Les qualités sont malgré tout présentes dans cette Mort en rêve : on appréciera le rythme pesant et onirique (traversé par les flashbacks violents) associé aux recherches de Peter sur Jeff Curtis. La mise en scène aurait été parfaite pour le film malsain et grave que l’on espérait.

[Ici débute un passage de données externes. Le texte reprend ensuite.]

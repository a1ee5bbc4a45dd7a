//! Bagged decision-tree classification: train, evaluate, predict.
//!
//! Grows binary decision trees by recursive entropy-based splitting on
//! numeric features, bags them into an ensemble trained on bootstrap
//! resamples in parallel via rayon, and predicts by majority vote. Labels
//! are any `Clone + PartialEq` type. Out-of-bag scoring, hold-out
//! evaluation, classification reports, and feature standardization round
//! out the workflow.

mod config;
mod error;
mod eval;
mod forest;
mod node;
mod oob;
mod predict;
mod report;
mod scale;
mod split;
mod tree;
mod vote;

pub use config::{BaggingConfig, OobMode};
pub use error::{ErrorCategory, RfError};
pub use eval::{Holdout, HoldoutEvaluation, TrainTestSplit};
pub use forest::BaggedEnsemble;
pub use node::{FeatureIndex, Node};
pub use oob::OobScore;
pub use report::{AverageMetrics, ClassMetrics, ClassificationReport};
pub use scale::StandardScaler;
pub use split::{entropy, information_gain, label_entropy};
pub use tree::{DecisionTree, DecisionTreeConfig};
pub use vote::VoteTally;
//! Bagged ensemble training with parallel tree construction.

use rand::{Rng, SeedableRng};
use rand_chacha::ChaCha8Rng;
use rayon::iter::{IndexedParallelIterator, IntoParallelIterator, ParallelIterator};
use tracing::{debug, info, instrument};

use crate::config::{BaggingConfig, OobMode};
use crate::error::{RfError, validate_training_set};
use crate::oob::{OobScore, compute_oob};
use crate::tree::{DecisionTree, DecisionTreeConfig};

/// A fitted bagged ensemble of decision trees.
///
/// Trees are stored in the order their seeds were drawn; ties in the
/// majority vote go to the label predicted first in that order.
#[derive(Debug, Clone, PartialEq, serde::Serialize, serde::Deserialize)]
pub struct BaggedEnsemble<L> {
    pub(crate) trees: Vec<DecisionTree<L>>,
    pub(crate) config: BaggingConfig,
    pub(crate) n_features: usize,
    pub(crate) bootstrap_indices: Vec<Vec<usize>>,
    pub(crate) oob_score: Option<OobScore<L>>,
}

/// Number of rows drawn per bootstrap sample.
///
/// `round(sample_ratio * n_samples)`, never less than one row.
pub(crate) fn draw_count(n_samples: usize, sample_ratio: f64) -> usize {
    ((n_samples as f64) * sample_ratio).round().max(1.0) as usize
}

/// Draw `draw_count` row indices uniformly with replacement.
fn bootstrap_sample(n_samples: usize, draw_count: usize, rng: &mut impl Rng) -> Vec<usize> {
    (0..draw_count).map(|_| rng.gen_range(0..n_samples)).collect()
}

/// Train the bagged ensemble.
#[instrument(skip_all, fields(n_trees = config.n_trees, n_samples = features.len()))]
pub(crate) fn train<L, R>(
    config: &BaggingConfig,
    features: &[Vec<f64>],
    labels: &[L],
    rng: &mut R,
) -> Result<BaggedEnsemble<L>, RfError>
where
    L: Clone + PartialEq + Send + Sync,
    R: Rng,
{
    // --- Validate inputs ---
    let n_features = validate_training_set(features, labels)?;
    let n_samples = features.len();

    // --- Validate config ---
    if config.n_trees == 0 {
        return Err(RfError::InvalidTreeCount {
            n_trees: config.n_trees,
        });
    }
    // Negated form also rejects NaN.
    if !(config.sample_ratio > 0.0 && config.sample_ratio <= 1.0) {
        return Err(RfError::InvalidSampleRatio {
            ratio: config.sample_ratio,
        });
    }
    if config.min_samples_split < 2 {
        return Err(RfError::InvalidMinSamplesSplit {
            min_samples_split: config.min_samples_split,
        });
    }

    let draw_count = draw_count(n_samples, config.sample_ratio);

    info!(
        n_trees = config.n_trees,
        n_samples,
        n_features,
        draw_count,
        "training bagged ensemble"
    );

    // Per-tree seeds come off the caller's source in tree order, so the
    // parallel fits below see the same draws regardless of scheduling.
    let tree_seeds: Vec<u64> = (0..config.n_trees).map(|_| rng.r#gen()).collect();

    let tree_config = DecisionTreeConfig::new()
        .with_max_depth(config.max_depth)
        .with_min_samples_split(config.min_samples_split);

    let fitted: Vec<(DecisionTree<L>, Vec<usize>)> = tree_seeds
        .into_par_iter()
        .enumerate()
        .map(|(tree_idx, seed)| -> Result<(DecisionTree<L>, Vec<usize>), RfError> {
            let mut tree_rng = ChaCha8Rng::seed_from_u64(seed);
            let in_bag = bootstrap_sample(n_samples, draw_count, &mut tree_rng);

            let boot_features: Vec<Vec<f64>> =
                in_bag.iter().map(|&i| features[i].clone()).collect();
            let boot_labels: Vec<L> = in_bag.iter().map(|&i| labels[i].clone()).collect();

            let tree = tree_config.fit(&boot_features, &boot_labels)?;
            debug!(
                tree_idx,
                n_nodes = tree.n_nodes(),
                depth = tree.depth(),
                "tree fitted"
            );
            Ok((tree, in_bag))
        })
        .collect::<Result<_, _>>()?;

    let (trees, bootstrap_indices): (Vec<_>, Vec<_>) = fitted.into_iter().unzip();

    let oob_score = match config.oob_mode {
        OobMode::Enabled => Some(compute_oob(&trees, features, labels, &bootstrap_indices)?),
        OobMode::Disabled => None,
    };

    info!(
        oob_accuracy = oob_score.as_ref().map(|s| s.accuracy),
        "bagged ensemble training complete"
    );

    Ok(BaggedEnsemble {
        trees,
        config: config.clone(),
        n_features,
        bootstrap_indices,
        oob_score,
    })
}

#[cfg(test)]
mod tests {
    use rand::SeedableRng;
    use rand_chacha::ChaCha8Rng;

    use super::{bootstrap_sample, draw_count};
    use crate::RfError;
    use crate::config::{BaggingConfig, OobMode};

    /// Generate a simple 3-class separable dataset.
    fn make_separable_data() -> (Vec<Vec<f64>>, Vec<&'static str>) {
        let mut features = Vec::new();
        let mut labels = Vec::new();
        for (offset, label) in [(0.0, "maize"), (10.0, "rice"), (20.0, "cotton")] {
            for i in 0..20 {
                features.push(vec![offset + i as f64 * 0.15, 0.5]);
                labels.push(label);
            }
        }
        (features, labels)
    }

    #[test]
    fn draw_count_rounds_and_floors_at_one() {
        assert_eq!(draw_count(10, 0.8), 8);
        assert_eq!(draw_count(5, 0.5), 3);
        assert_eq!(draw_count(7, 0.3), 2);
        assert_eq!(draw_count(2, 0.1), 1);
        assert_eq!(draw_count(4, 1.0), 4);
    }

    #[test]
    fn bootstrap_draws_in_range() {
        let mut rng = ChaCha8Rng::seed_from_u64(1);
        let sample = bootstrap_sample(5, 100, &mut rng);
        assert_eq!(sample.len(), 100);
        assert!(sample.iter().all(|&i| i < 5));
    }

    #[test]
    fn three_class_separable_accuracy() {
        let (features, labels) = make_separable_data();
        let ensemble = BaggingConfig::new(25)
            .unwrap()
            .fit(&features, &labels)
            .unwrap();

        let predictions = ensemble.predict_batch(&features).unwrap();
        let correct = predictions
            .iter()
            .zip(&labels)
            .filter(|&(p, l)| p == l)
            .count();
        let accuracy = correct as f64 / labels.len() as f64;
        assert!(accuracy > 0.9, "accuracy = {accuracy}");
    }

    #[test]
    fn tree_count_and_bootstrap_sizes() {
        let (features, labels) = make_separable_data();
        let ensemble = BaggingConfig::new(7)
            .unwrap()
            .with_sample_ratio(0.5)
            .fit(&features, &labels)
            .unwrap();
        assert_eq!(ensemble.n_trees(), 7);
        assert_eq!(ensemble.bootstrap_indices().len(), 7);
        for bag in ensemble.bootstrap_indices() {
            assert_eq!(bag.len(), 30);
            assert!(bag.iter().all(|&i| i < features.len()));
        }
    }

    #[test]
    fn deterministic_with_same_seed() {
        let (features, labels) = make_separable_data();
        let config = BaggingConfig::new(10).unwrap().with_seed(99);
        let first = config.fit(&features, &labels).unwrap();
        let second = config.fit(&features, &labels).unwrap();
        assert_eq!(first.bootstrap_indices(), second.bootstrap_indices());
        assert_eq!(first, second);
    }

    #[test]
    fn explicit_rng_matches_seeded_fit() {
        let (features, labels) = make_separable_data();
        let config = BaggingConfig::new(5).unwrap().with_seed(11);
        let seeded = config.fit(&features, &labels).unwrap();
        let mut rng = ChaCha8Rng::seed_from_u64(11);
        let explicit = config.fit_with_rng(&features, &labels, &mut rng).unwrap();
        assert_eq!(seeded.trees(), explicit.trees());
    }

    #[test]
    fn different_seeds_draw_different_bags() {
        let (features, labels) = make_separable_data();
        let a = BaggingConfig::new(3).unwrap().with_seed(1).fit(&features, &labels).unwrap();
        let b = BaggingConfig::new(3).unwrap().with_seed(2).fit(&features, &labels).unwrap();
        assert_ne!(a.bootstrap_indices(), b.bootstrap_indices());
    }

    #[test]
    fn trees_draw_independent_bags() {
        let (features, labels) = make_separable_data();
        let ensemble = BaggingConfig::new(4).unwrap().fit(&features, &labels).unwrap();
        let bags = ensemble.bootstrap_indices();
        assert_ne!(bags[0], bags[1]);
        assert_ne!(bags[1], bags[2]);
    }

    #[test]
    fn oob_score_computed() {
        let (features, labels) = make_separable_data();
        let ensemble = BaggingConfig::new(30)
            .unwrap()
            .with_oob_mode(OobMode::Enabled)
            .fit(&features, &labels)
            .unwrap();

        let oob = ensemble.oob_score().expect("OOB should be computed");
        assert!(oob.accuracy > 0.8, "oob accuracy = {}", oob.accuracy);
        assert!(oob.n_oob_samples > 0);
    }

    #[test]
    fn oob_disabled_by_default() {
        let (features, labels) = make_separable_data();
        let ensemble = BaggingConfig::new(2).unwrap().fit(&features, &labels).unwrap();
        assert!(ensemble.oob_score().is_none());
    }

    #[test]
    fn invalid_sample_ratio_rejected() {
        let (features, labels) = make_separable_data();
        for ratio in [0.0, -0.5, 1.01, f64::NAN] {
            let err = BaggingConfig::new(3)
                .unwrap()
                .with_sample_ratio(ratio)
                .fit(&features, &labels)
                .unwrap_err();
            assert!(matches!(err, RfError::InvalidSampleRatio { .. }), "ratio {ratio}");
        }
    }

    #[test]
    fn invalid_min_samples_split_rejected() {
        let (features, labels) = make_separable_data();
        let err = BaggingConfig::new(3)
            .unwrap()
            .with_min_samples_split(0)
            .fit(&features, &labels)
            .unwrap_err();
        assert!(matches!(err, RfError::InvalidMinSamplesSplit { .. }));
    }

    #[test]
    fn empty_dataset_error() {
        let config = BaggingConfig::new(10).unwrap();
        let err = config.fit::<u8>(&[], &[]).unwrap_err();
        assert!(matches!(err, RfError::EmptyDataset));
    }

    #[test]
    fn label_mismatch_error() {
        let config = BaggingConfig::new(2).unwrap();
        let err = config.fit(&[vec![1.0], vec![2.0]], &[1u8]).unwrap_err();
        assert!(matches!(err, RfError::LabelCountMismatch { .. }));
    }
}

Les acteurs sont tous excellents, que ce soit Michael Sarrazin en être lunaire et inquiétant, Margot Kidder en femme tourmentée ayant sombré dans l’alcoolisme ou Jennifer O’Neill en jeune femme innocente et radieuse, mais cela ne suffit pas à masquer le fait que le scénario est beaucoup trop peureux pour aborder son sujet de face (ou même de profil : il s’en détourne carrément). Le standing du film est indéniable, mais tout cela ne sert au final qu’à enrober une histoire d’amour obtuse tournant le dos à ses nombreuses implications.